Christian hospitality, sacred hospitality speaks to our wider world. Fifty years ago this month, Martin Luther King, Jr. stood at the Lincoln Memorial and reminded us that our nation was falling short in the area of hospitality. In a sense we’ve come to our nation’s capital to cash a check. When the architects of our republic wrote the magnificent words of the Constitution and the Declaration of Independence, they were signing a promissory note to which every American was to fall heir. This note was the promise that all men, yes, black men as well as white men, would be guaranteed the unalienable rights of life, liberty, and the pursuit of happiness. It is obvious today that America has defaulted on this promissory note in so far as her citizens of color are concerned.
In a sense, civil rights is about hospitality, about welcome, about making space. The struggle of women to be heard and empowered is, in a sense, about hospitality, about welcome, about making space. On this pride weekend, gay rights can be seen as being about hospitality, about welcome, about making space. Hospitality does not prescribe particular policies, but when we leave it out of our thinking about our social community, we are not thinking with our best Christian minds. As our nation grapples with immigration policy, hospitality should not be left out of the equation. It does not prescribe particular policies, but if we neglect it when we think about immigration reform, we are not thinking about immigration reform with our best Christian minds.

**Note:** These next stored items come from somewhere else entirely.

use super::engine::Objective;
use super::fix::AddedMod;
use super::rule::{Literal, Rule, RuleType};
use super::rule_set::RuleSet;
use super::variables::{DomainVar, VarMap};
use crate::candidate::{CandidateId, CandidateRecord, CandidateStore};
use crate::metadata::{Dependency, DependencyKind, LoadCondition};

/// Which instance to build
#[derive(Debug, Clone, Copy)]
pub enum Mode<'a> {
    /// Plain selection
    Normal,
    /// Every hard dependency edge can be switched off at a cost
    Explain,
    /// Synthetic additions and removals of roots are allowed at a cost
    Fix(&'a [AddedMod]),
}

/// Rules, variables and objective of one instance
#[derive(Debug)]
pub struct Encoding {
    pub rules: RuleSet,
    pub vars: VarMap,
    pub objective: Objective,
}

impl Encoding {
    /// Literal of a candidate; every candidate in the order has one
    pub fn candidate(&self, id: CandidateId) -> Option<Literal> {
        self.vars.get(&DomainVar::Candidate(id))
    }
}

struct Encoder<'a> {
    store: &'a CandidateStore,
    order: &'a [CandidateId],
    mode: Mode<'a>,
    rules: RuleSet,
    vars: VarMap,
}

impl Encoder<'_> {
    fn candidate(&mut self, id: CandidateId) -> Literal {
        self.vars.var(DomainVar::Candidate(id))
    }

    fn additions(&self) -> &[AddedMod] {
        match self.mode {
            Mode::Fix(additions) => additions,
            _ => &[],
        }
    }

    /// Addition literals providing `identifier`, optionally filtered by version
    fn addition_literals(&mut self, identifier: &str, dependency: Option<&Dependency>) -> Vec<Literal> {
        let indices: Vec<usize> = self
            .additions()
            .iter()
            .enumerate()
            .filter(|(_, a)| a.id == identifier && dependency.map_or(true, |d| d.matches(&a.version)))
            .map(|(i, _)| i)
            .collect();
        indices.into_iter().map(|i| self.vars.var(DomainVar::Add(i))).collect()
    }

    /// Candidate literals follow priority order, so sorting keeps rules stable
    fn providers(&mut self, identifier: &str) -> Vec<Literal> {
        let members = self.store.providers(identifier).to_vec();
        let mut literals: Vec<Literal> = members.into_iter().map(|m| self.candidate(m)).collect();
        literals.sort_unstable();
        literals.extend(self.addition_literals(identifier, None));
        literals
    }

    /// Literals of everything satisfying a dependency, other than `exclude`
    fn matches(&mut self, dependency: &Dependency, exclude: Option<CandidateId>) -> Vec<Literal> {
        let members: Vec<CandidateId> = self
            .store
            .providers(&dependency.target)
            .iter()
            .copied()
            .filter(|&m| Some(m) != exclude)
            .filter(|&m| self.store.get(m).is_some_and(|r| dependency.matches(r.version())))
            .collect();
        let mut literals: Vec<Literal> = members.into_iter().map(|m| self.candidate(m)).collect();
        literals.sort_unstable();
        literals.extend(self.addition_literals(&dependency.target, Some(dependency)));
        literals
    }

    fn disable(&mut self, source: CandidateId, index: usize) -> Option<Literal> {
        matches!(self.mode, Mode::Explain).then(|| self.vars.var(DomainVar::DisableDep { source, index }))
    }

    fn encode_dependencies(&mut self, record: &CandidateRecord) {
        let c = self.candidate(record.id);

        for (index, dependency) in record.metadata.dependencies.iter().enumerate() {
            match dependency.kind {
                DependencyKind::Depends => {
                    let mut targets = self.matches(dependency, None);
                    targets.extend(self.disable(record.id, index));
                    self.rules.add(Rule::implies_any(c, targets, RuleType::Depends));
                }
                DependencyKind::Recommends => {
                    let mut targets = self.matches(dependency, None);
                    if !targets.is_empty() {
                        targets.push(self.vars.var(DomainVar::OptionalDep(dependency.target.clone())));
                        self.rules.add(Rule::implies_any(c, targets, RuleType::Recommends));
                    }
                }
                DependencyKind::Breaks => {
                    let targets = self.matches(dependency, Some(record.id));
                    let disable = if targets.is_empty() {
                        None
                    } else {
                        self.disable(record.id, index)
                    };
                    for m in targets {
                        let mut literals = vec![-c, -m];
                        literals.extend(disable);
                        self.rules.add(Rule::new(literals, RuleType::Breaks));
                    }
                }
                // Checked after solving
                DependencyKind::Suggests | DependencyKind::Conflicts => {}
            }
        }
    }

    fn encode_at_most_one(&mut self) {
        let mut keys: Vec<String> = self.store.groups().map(|g| g.identifier().to_string()).collect();
        for addition in self.additions() {
            if !keys.contains(&addition.id) {
                keys.push(addition.id.clone());
            }
        }
        keys.sort();

        for key in keys {
            let members = self.providers(&key);
            if members.len() > 1 {
                self.rules.add(Rule::at_most_one(members));
            }
        }
    }

    fn encode_load_conditions(&mut self, record: &CandidateRecord) {
        let c = self.candidate(record.id);
        let always = record.load_condition() == LoadCondition::Always;

        if record.is_root() {
            if !always {
                return;
            }
            let mut choices = self.providers(record.identifier());
            if matches!(self.mode, Mode::Fix(_)) && !record.is_builtin() {
                let remove = self.vars.var(DomainVar::Remove(record.id));
                choices.push(remove);
                self.rules.add(Rule::new(vec![-remove, -c], RuleType::Removal));
            }
            self.rules.add(Rule::new(choices, RuleType::Mandatory));
            return;
        }

        if always {
            let variants = self.providers(record.identifier());
            for &parent in &record.parents {
                let p = self.candidate(parent);
                self.rules.add(Rule::implies_any(p, variants.clone(), RuleType::NestedAlways));
            }
        }

        let parents: Vec<Literal> = record.parents.iter().map(|&p| self.candidate(p)).collect();
        self.rules.add(Rule::implies_any(c, parents, RuleType::Containment));
    }

    fn objective(&mut self) -> Objective {
        let mut objective = Objective::new();

        match self.mode {
            Mode::Normal => {}
            Mode::Explain => {
                let disabled = self
                    .vars
                    .iter()
                    .filter(|(_, v)| matches!(v, DomainVar::DisableDep { .. }))
                    .map(|(l, _)| (-l, 1))
                    .collect();
                objective.push_tier(disabled);
            }
            Mode::Fix(additions) => {
                let mut cost = Vec::new();
                let mut preference = Vec::new();
                for (literal, var) in self.vars.iter() {
                    match var {
                        DomainVar::Add(i) => {
                            cost.push((-literal, 1));
                            let rank = additions
                                .iter()
                                .filter(|a| a.id == additions[*i].id && a.version < additions[*i].version)
                                .count() as u64;
                            preference.push((literal, rank + 1));
                        }
                        DomainVar::Remove(_) => cost.push((-literal, 2)),
                        _ => {}
                    }
                }
                objective.push_tier(cost);
                objective.push_tier(preference);
            }
        }

        let mut deferred = Vec::new();
        for &id in self.order {
            let Some(record) = self.store.get(id) else {
                continue;
            };
            let c = self.candidate(id);
            if record.load_condition() == LoadCondition::IfRecommended {
                deferred.push(c);
            } else {
                objective.push_tier(vec![(c, 1)]);
            }
        }

        let optional = self
            .vars
            .iter()
            .filter(|(_, v)| matches!(v, DomainVar::OptionalDep(_)))
            .map(|(l, _)| (-l, 1))
            .collect();
        objective.push_tier(optional);

        for c in deferred {
            objective.push_tier(vec![(-c, 1)]);
        }

        objective
    }
}

/// Build the rules and objective for the candidates in `order`.
///
/// `order` must hold every candidate of the store in priority order.
pub fn encode(
    store: &CandidateStore,
    order: &[CandidateId],
    preselected: &[CandidateId],
    mode: Mode<'_>,
) -> Encoding {
    let mut encoder = Encoder {
        store,
        order,
        mode,
        rules: RuleSet::new(),
        vars: VarMap::new(),
    };

    for &id in order {
        encoder.candidate(id);
    }
    for record in order.iter().filter_map(|&id| store.get(id)) {
        encoder.encode_dependencies(record);
    }
    encoder.encode_at_most_one();
    for record in order.iter().filter_map(|&id| store.get(id)) {
        encoder.encode_load_conditions(record);
    }
    for &id in preselected {
        let c = encoder.candidate(id);
        encoder.rules.add(Rule::assertion(c, RuleType::Preselected));
    }

    let objective = encoder.objective();
    Encoding {
        rules: encoder.rules,
        vars: encoder.vars,
        objective,
    }
}

#[cfg(test)]
mod tests {
    use super::*;
    use crate::candidate::{ModLocation, NewCandidate};
    use crate::metadata::ModMetadata;
    use kiln_semver::{Version, VersionPredicate};
    use std::path::PathBuf;

    fn add_root(store: &mut CandidateStore, metadata: ModMetadata) -> CandidateId {
        let path = PathBuf::from(format!("/mods/{}-{}.jar", metadata.id, metadata.version));
        store
            .insert(NewCandidate {
                metadata,
                location: ModLocation::File(path),
                parent: None,
                remap_required: false,
            })
            .unwrap()
            .id()
    }

    fn meta(id: &str, version: &str) -> ModMetadata {
        ModMetadata::new(id, Version::parse(version).unwrap())
    }

    fn dep(kind: DependencyKind, target: &str, predicate: &str) -> Dependency {
        Dependency::new(kind, target, VersionPredicate::parse(predicate).unwrap())
    }

    #[test]
    fn test_unmatched_dependency_forbids_source() {
        let mut store = CandidateStore::new();
        let a = add_root(
            &mut store,
            meta("alpha", "1.0").with_dependency(dep(DependencyKind::Depends, "beta", ">=2.0")),
        );
        add_root(&mut store, meta("beta", "1.0"));
        let order: Vec<CandidateId> = store.ids().collect();

        let encoding = encode(&store, &order, &[], Mode::Normal);
        let c = encoding.candidate(a).unwrap();
        assert!(encoding
            .rules
            .iter()
            .any(|r| r.rule_type() == RuleType::Depends && r.literals() == [-c]));
        assert_eq!(encoding.rules.count(RuleType::Mandatory), 2);
    }

    #[test]
    fn test_explain_mode_adds_toggles() {
        let mut store = CandidateStore::new();
        add_root(
            &mut store,
            meta("alpha", "1.0")
                .with_dependency(dep(DependencyKind::Depends, "beta", ">=2.0"))
                .with_dependency(dep(DependencyKind::Breaks, "gamma", "*"))
                .with_dependency(dep(DependencyKind::Recommends, "delta", "*")),
        );
        add_root(&mut store, meta("gamma", "1.0"));
        let order: Vec<CandidateId> = store.ids().collect();

        let encoding = encode(&store, &order, &[], Mode::Explain);
        let toggles = encoding
            .vars
            .iter()
            .filter(|(_, v)| matches!(v, DomainVar::DisableDep { .. }))
            .count();
        assert_eq!(toggles, 2);
        // No delta candidate, so the recommendation is not encoded
        assert_eq!(encoding.rules.count(RuleType::Recommends), 0);
    }

    #[test]
    fn test_fix_mode_allows_additions_and_removals() {
        let mut store = CandidateStore::new();
        add_root(
            &mut store,
            meta("alpha", "1.0").with_dependency(dep(DependencyKind::Depends, "beta", ">=2.0")),
        );
        add_root(&mut store, meta("beta", "1.0"));
        let order: Vec<CandidateId> = store.ids().collect();
        let additions = vec![AddedMod::new("beta", Version::parse("2.0").unwrap())];

        let encoding = encode(&store, &order, &[], Mode::Fix(&additions));
        assert!(encoding.vars.get(&DomainVar::Add(0)).is_some());
        assert_eq!(encoding.rules.count(RuleType::Removal), 2);
        // beta 1.0 and the synthetic beta 2.0 exclude each other
        assert_eq!(encoding.rules.count(RuleType::SameIdentifier), 1);
    }
}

If there is a place where hospitality, where welcoming, where making space should be most evident it should be in our life together as this Christian community of faith, this Jesus community. “Through hospitality, Christians imitate God’s welcome,” Diana Butler Bass reminds us (82). As a church community we should always be making space for people who are trying to make space in their lives for more of God’s Spirit, God’s welcoming love. Butler Bass goes on to write [quoting Henri Nouwen]: Hospitality is the “creation of a free space” where strangers become friends. “Hospitality is not to change people, but to offer them space where change can take place.” (79) I will be saying more about the church as an “all y’all” place in a couple of weeks.
Hospitality is not always easy. Opening our arms and hearts wide means that persons and ideas, both strange and wonderful, may arrive. Hospitality, welcoming, making space, is, however, our calling from God who welcomes us warmly, joyously, as warmly, joyously and wildly as a father welcomes a long-lost son in another story Jesus told. By making open, welcoming space in our lives, in our world, in our church, angels in disguise may just arrive. That’s good news for all y’all. Amen.